Soumettez-vous au prince : il l'espère, il l'ordonne.

 

LE GRAND-MAITRE.

Mais en a-t-il le droit? quel titre le lui donne ?

Mes chevaliers et moi, quand nous avons juré

D'assurer la victoire à l'étendard sacré,

De vouer notre vie et notre saint exemple

A conquérir, défendre et protéger le temple,

Avons-nous à des rois soumis notre serment ?

Non, Dieu présida seul à cet engagement.

Le roi l'ignore-t-il ? et doit-on l'en instruire ? 

Le seul pouvoir qui crée a le droit de détruire.

Un concile autrefois nous avait établis ;

Un concile aujourd'hui nous a-t-il abolis?

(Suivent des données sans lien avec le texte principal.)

use super::{ConfigurationError, Result};
use log::debug;
use memchr::memmem;
use serde::{Deserialize, Serialize};
use std::fmt;

/// A single substitution rule: every occurrence of `old` in a target file is overwritten by `new`.
///
/// Both paths have the same length in bytes, so a rewrite never shifts the bytes that follow it.
#[derive(Debug, Clone, PartialEq, Eq, Serialize, Deserialize)]
#[serde(try_from = "CandidateEntry", into = "CandidateEntry")]
pub struct PathCandidate {
    old: Vec<u8>,
    new: Vec<u8>,
}

// on-disk shape of a candidate, paths are plain strings in the configuration file
#[derive(Serialize, Deserialize)]
struct CandidateEntry {
    old: String,
    new: String,
}

impl PathCandidate {
    /// Create a new candidate, checking that both paths have the same byte length.
    /// * `old`: the path compiled into the binary
    /// * `new`: the path it is redirected to
    pub fn new(old: impl Into<Vec<u8>>, new: impl Into<Vec<u8>>) -> Result<Self> {
        let candidate = Self {
            old: old.into(),
            new: new.into(),
        };
        candidate.check()?;
        Ok(candidate)
    }

    pub fn old(&self) -> &[u8] {
        &self.old
    }

    pub fn new_path(&self) -> &[u8] {
        &self.new
    }

    /// Length of the old (and new) path in bytes.
    pub fn byte_len(&self) -> usize {
        self.old.len()
    }

    pub fn old_lossy(&self) -> String {
        String::from_utf8_lossy(&self.old).into_owned()
    }

    pub fn new_lossy(&self) -> String {
        String::from_utf8_lossy(&self.new).into_owned()
    }

    fn check(&self) -> Result<()> {
        if self.old.is_empty() {
            return Err(ConfigurationError::EmptyPattern {
                new: self.new_lossy(),
            });
        }
        if self.old.len() != self.new.len() {
            return Err(ConfigurationError::LengthMismatch {
                old: self.old_lossy(),
                new: self.new_lossy(),
                old_len: self.old.len(),
                new_len: self.new.len(),
            });
        }
        Ok(())
    }

    // Rewrite every occurrence of `inner.old` inside our old path and compare with our new path.
    // When they agree, the two candidates produce the same bytes whichever one is applied first.
    fn nests_consistently(&self, inner: &PathCandidate) -> bool {
        let mut rewritten = self.old.clone();
        let offsets: Vec<usize> = memmem::find_iter(&self.old, &inner.old).collect();
        for offset in offsets {
            rewritten[offset..offset + inner.byte_len()].copy_from_slice(&inner.new);
        }
        rewritten == self.new
    }

    // Length of a piece of `other.old` that our rewrite glues onto the surrounding bytes: a
    // suffix of our new path that starts `other.old`, or a prefix of it that ends `other.old`.
    // Pieces already at the same edge of our old path are ignored, since those matches were
    // there before the rewrite.
    fn forms_at_edge(&self, other: &PathCandidate) -> Option<usize> {
        let max = self.new.len().min(other.old.len()) - 1;
        (1..=max).find(|&k| {
            let head = &other.old[..k];
            let tail = &other.old[other.old.len() - k..];
            (self.new.ends_with(head) && !self.old.ends_with(head))
                || (self.new.starts_with(tail) && !self.old.starts_with(tail))
        })
    }
}

impl TryFrom<CandidateEntry> for PathCandidate {
    type Error = ConfigurationError;

    fn try_from(entry: CandidateEntry) -> Result<Self> {
        PathCandidate::new(entry.old, entry.new)
    }
}

impl From<PathCandidate> for CandidateEntry {
    fn from(candidate: PathCandidate) -> Self {
        CandidateEntry {
            old: candidate.old_lossy(),
            new: candidate.new_lossy(),
        }
    }
}

impl fmt::Display for PathCandidate {
    fn fmt(&self, f: &mut fmt::Formatter<'_>) -> fmt::Result {
        write!(f, "'{}' -> '{}'", self.old_lossy(), self.new_lossy())
    }
}

/// The ordered set of candidates tried against every target file, one or more per known upstream
/// build layout.
///
/// A table can only be obtained through [`PathMappingTable::new`] or deserialization, both of
/// which validate it, so a rewriter never sees a table that could change a file's length.
#[derive(Debug, Clone, PartialEq, Eq, Serialize, Deserialize)]
#[serde(try_from = "Vec<PathCandidate>", into = "Vec<PathCandidate>")]
pub struct PathMappingTable {
    candidates: Vec<PathCandidate>,
}

impl PathMappingTable {
    /// Build a table from the given candidates and validate it.
    pub fn new(candidates: Vec<PathCandidate>) -> Result<Self> {
        let table = Self { candidates };
        table.validate()?;
        Ok(table)
    }

    /// The WebKitGTK 4.1 layouts shipped by Fedora/RHEL and Ubuntu/Debian, redirected to the
    /// staging directory the bundle launcher populates with symlinks.
    pub fn webkit2gtk_4_1() -> Result<Self> {
        Self::new(vec![
            // Fedora/RHEL
            PathCandidate::new("/usr/libexec/webkit2gtk-4.1", "/tmp/scumbag-webkit/libexec")?,
            PathCandidate::new(
                "/usr/lib64/webkit2gtk-4.1/injected-bundle/",
                "/tmp/scumbag-webkit/lib64/injected-bundle/",
            )?,
            // Ubuntu/Debian
            PathCandidate::new(
                "/usr/lib/x86_64-linux-gnu/webkit2gtk-4.1",
                "/tmp/scumbag-webkit/lib/x86_64-linux-gnu",
            )?,
            PathCandidate::new(
                "/usr/lib/x86_64-linux-gnu/webkit2gtk-4.1/injected-bundle/",
                "/tmp/scumbag-webkit/lib/x86_64-linux-gnu/injected-bundle/",
            )?,
        ])
    }

    /// Check every candidate and every pair of candidates.
    ///
    /// Fails when a candidate changes the byte length, when two candidates share an old path,
    /// when one old path embeds another and the two rewrites disagree, or when a new path
    /// contains an old path or can complete one together with the bytes around it.
    ///
    /// The last check keeps a second run from finding anything new: it can then only match
    /// where two old paths already overlapped each other in the original content.
    pub fn validate(&self) -> Result<()> {
        for candidate in self.candidates.iter() {
            candidate.check()?;
        }

        for (i, outer) in self.candidates.iter().enumerate() {
            for (j, inner) in self.candidates.iter().enumerate() {
                if memmem::find(&outer.new, &inner.old).is_some() {
                    return Err(ConfigurationError::ChainedCandidate {
                        candidate: outer.new_lossy(),
                        old: inner.old_lossy(),
                    });
                }
                if let Some(k) = outer.forms_at_edge(inner) {
                    debug!("{} shares {} edge bytes with {}", outer, k, inner);
                    return Err(ConfigurationError::ChainedCandidate {
                        candidate: outer.new_lossy(),
                        old: inner.old_lossy(),
                    });
                }
                if i == j {
                    continue;
                }
                if outer.old == inner.old {
                    return Err(ConfigurationError::DuplicateCandidate(outer.old_lossy()));
                }
                if memmem::find(&outer.old, &inner.old).is_some() {
                    if !outer.nests_consistently(inner) {
                        return Err(ConfigurationError::OverlappingCandidates {
                            outer: outer.old_lossy(),
                            inner: inner.old_lossy(),
                        });
                    }
                    debug!("Candidate {} is subsumed by {}", outer, inner);
                }
            }
        }
        Ok(())
    }

    pub fn candidates(&self) -> &[PathCandidate] {
        &self.candidates
    }

    pub fn len(&self) -> usize {
        self.candidates.len()
    }

    pub fn is_empty(&self) -> bool {
        self.candidates.is_empty()
    }
}

impl TryFrom<Vec<PathCandidate>> for PathMappingTable {
    type Error = ConfigurationError;

    fn try_from(candidates: Vec<PathCandidate>) -> Result<Self> {
        PathMappingTable::new(candidates)
    }
}

impl From<PathMappingTable> for Vec<PathCandidate> {
    fn from(table: PathMappingTable) -> Self {
        table.candidates
    }
}

#[cfg(test)]
mod tests {
    use super::*;

    #[test]
    fn test_length_mismatch_names_both_lengths() {
        let err = PathCandidate::new("/usr/libexec/webkit2gtk-4.1", "/tmp/short").unwrap_err();
        match err {
            ConfigurationError::LengthMismatch {
                old,
                old_len,
                new_len,
                ..
            } => {
                assert_eq!(old, "/usr/libexec/webkit2gtk-4.1");
                assert_eq!(old_len, 27);
                assert_eq!(new_len, 10);
            }
            other => panic!("unexpected error: {:?}", other),
        }
        assert!(err_message_contains("/a", "/bc", "2 != 3"));
    }

    fn err_message_contains(old: &str, new: &str, needle: &str) -> bool {
        PathCandidate::new(old, new)
            .unwrap_err()
            .to_string()
            .contains(needle)
    }

    #[test]
    fn test_length_is_measured_in_bytes() {
        // "é" is two bytes in UTF-8, so these have equal char counts but different byte lengths
        let err = PathCandidate::new("/opt/é", "/opt/e").unwrap_err();
        assert!(matches!(
            err,
            ConfigurationError::LengthMismatch {
                old_len: 7,
                new_len: 6,
                ..
            }
        ));
        assert!(PathCandidate::new("/opt/é", "/opt/ab").is_ok());
    }

    #[test]
    fn test_empty_old_path_rejected() {
        let err = PathCandidate::new("", "").unwrap_err();
        assert!(matches!(err, ConfigurationError::EmptyPattern { .. }));
    }

    #[test]
    fn test_webkit_table_is_valid() {
        let table = PathMappingTable::webkit2gtk_4_1().unwrap();
        assert_eq!(table.len(), 4);
        assert!(table.validate().is_ok());
        for candidate in table.candidates() {
            assert_eq!(candidate.old().len(), candidate.new_path().len());
        }
    }

    #[test]
    fn test_duplicate_old_path_rejected() {
        let err = PathMappingTable::new(vec![
            PathCandidate::new("/usr/lib/foo", "/tmp/lib/foo").unwrap(),
            PathCandidate::new("/usr/lib/foo", "/tmp/lib/bar").unwrap(),
        ])
        .unwrap_err();
        assert!(matches!(err, ConfigurationError::DuplicateCandidate(ref old) if old == "/usr/lib/foo"));
    }

    #[test]
    fn test_inconsistent_nesting_rejected() {
        let err = PathMappingTable::new(vec![
            PathCandidate::new("/usr/lib/foo", "/tmp/lib/foo").unwrap(),
            PathCandidate::new("/usr/lib/foo/bar", "/opt/xx/yyy/zzzz").unwrap(),
        ])
        .unwrap_err();
        match err {
            ConfigurationError::OverlappingCandidates { outer, inner } => {
                assert_eq!(outer, "/usr/lib/foo/bar");
                assert_eq!(inner, "/usr/lib/foo");
            }
            other => panic!("unexpected error: {:?}", other),
        }
    }

    #[test]
    fn test_consistent_nesting_accepted() {
        let table = PathMappingTable::new(vec![
            PathCandidate::new("/usr/lib/foo", "/tmp/lib/foo").unwrap(),
            PathCandidate::new("/usr/lib/foo/bar", "/tmp/lib/foo/bar").unwrap(),
        ]);
        assert!(table.is_ok());
    }

    #[test]
    fn test_new_path_containing_old_path_rejected() {
        let err = PathMappingTable::new(vec![
            PathCandidate::new("/usr/a", "/x/usr").unwrap(),
            PathCandidate::new("/usr", "/opt").unwrap(),
        ])
        .unwrap_err();
        assert!(matches!(err, ConfigurationError::ChainedCandidate { .. }));
    }

    #[test]
    fn test_new_path_ending_in_old_prefix_rejected() {
        let candidate = PathCandidate::new("/usr/lib/a", "/tmp/x/usr").unwrap();
        let err = PathMappingTable::new(vec![candidate]).unwrap_err();
        match err {
            ConfigurationError::ChainedCandidate { candidate, old } => {
                assert_eq!(candidate, "/tmp/x/usr");
                assert_eq!(old, "/usr/lib/a");
            }
            other => panic!("unexpected error: {:?}", other),
        }
    }

    #[test]
    fn test_new_path_starting_with_old_suffix_rejected() {
        // "x/tmp/share/" placed after "/usr/share/" would complete "/usr/share/x"
        let candidate = PathCandidate::new("/usr/share/x", "x/tmp/share/").unwrap();
        let err = PathMappingTable::new(vec![candidate]).unwrap_err();
        assert!(matches!(err, ConfigurationError::ChainedCandidate { .. }));
    }

    #[test]
    fn test_shared_separator_edge_accepted() {
        // both paths end in '/', so a rewrite cannot glue a new '/' onto what follows
        let table = PathMappingTable::new(vec![
            PathCandidate::new("/usr/lib/a/", "/tmp/lib/a/").unwrap(),
            PathCandidate::new("/usr/share", "/tmp/share").unwrap(),
        ]);
        assert!(table.is_ok());
    }

    #[test]
    fn test_deserialize_rejects_mismatched_candidate() {
        let json = r#"[{"old": "/usr/libexec/webkit2gtk-4.1", "new": "/tmp/x"}]"#;
        let err = serde_json::from_str::<PathMappingTable>(json).unwrap_err();
        assert!(err.to_string().contains("27 != 6"));
    }

    #[test]
    fn test_deserialize_keeps_order() {
        let json = r#"[
            {"old": "/usr/libexec/webkit2gtk-4.1", "new": "/tmp/scumbag-webkit/libexec"},
            {"old": "/usr/share/foo", "new": "/tmp/share/foo"}
        ]"#;
        let table: PathMappingTable = serde_json::from_str(json).unwrap();
        let olds: Vec<String> = table.candidates().iter().map(|c| c.old_lossy()).collect();
        assert_eq!(olds, vec!["/usr/libexec/webkit2gtk-4.1", "/usr/share/foo"]);
    }
}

Ce droit que l'on exerce au nom du diadème,

Nous le contesterions à la tiare même ;

Mais le roi m'entendra : je vais auprès de lui.

Bientôt...

 

LE MINISTRE.

                Avec la cour il arrive aujourd'hui ;

C'est ici seulement qu'il daigne vous entendre.

 

LE GRAND-MAITRE.

Non, je cours le chercher.

 

LE MINISTRE.

                                         Je dois vous le défendre.

 

LE GRAND-MAITRE.

Comment !

 

LE MINISTRE.

                    Nul chevalier ne sort de ce palais.

 

LE GRAND-MAITRE.

C'est vous qui l'annoncez ?

 

LE MINISTRE.

                                                 J'ai des ordres exprès :

Ils s'exécuteront, et votre résistance

Serait aux yeux du prince une nouvelle offense.

 

LE GRAND-MAITRE.

Le monarque trompé nous peut sacrifier ;

Mais que ses serviteurs se gardent d'oublier

Qu'en ce palais encore ils parlent au grand-maître ;

Que je le suis toujours, et saurai toujours l'être.

 

LE MINISTRE.

De résister au roi prévoyez le danger.

 

LE GRAND-MAITRE.

Portez-lui ma réponse, au lieu de la juger.

 

 

LES TEMPLIERS.

ACTE I

SCÈNE IV.

 

LE CONNÉTABLE, LE MINISTRE.

 

LE CONNÉTABLE.

La haine les accuse; ils ne sont pas coupables.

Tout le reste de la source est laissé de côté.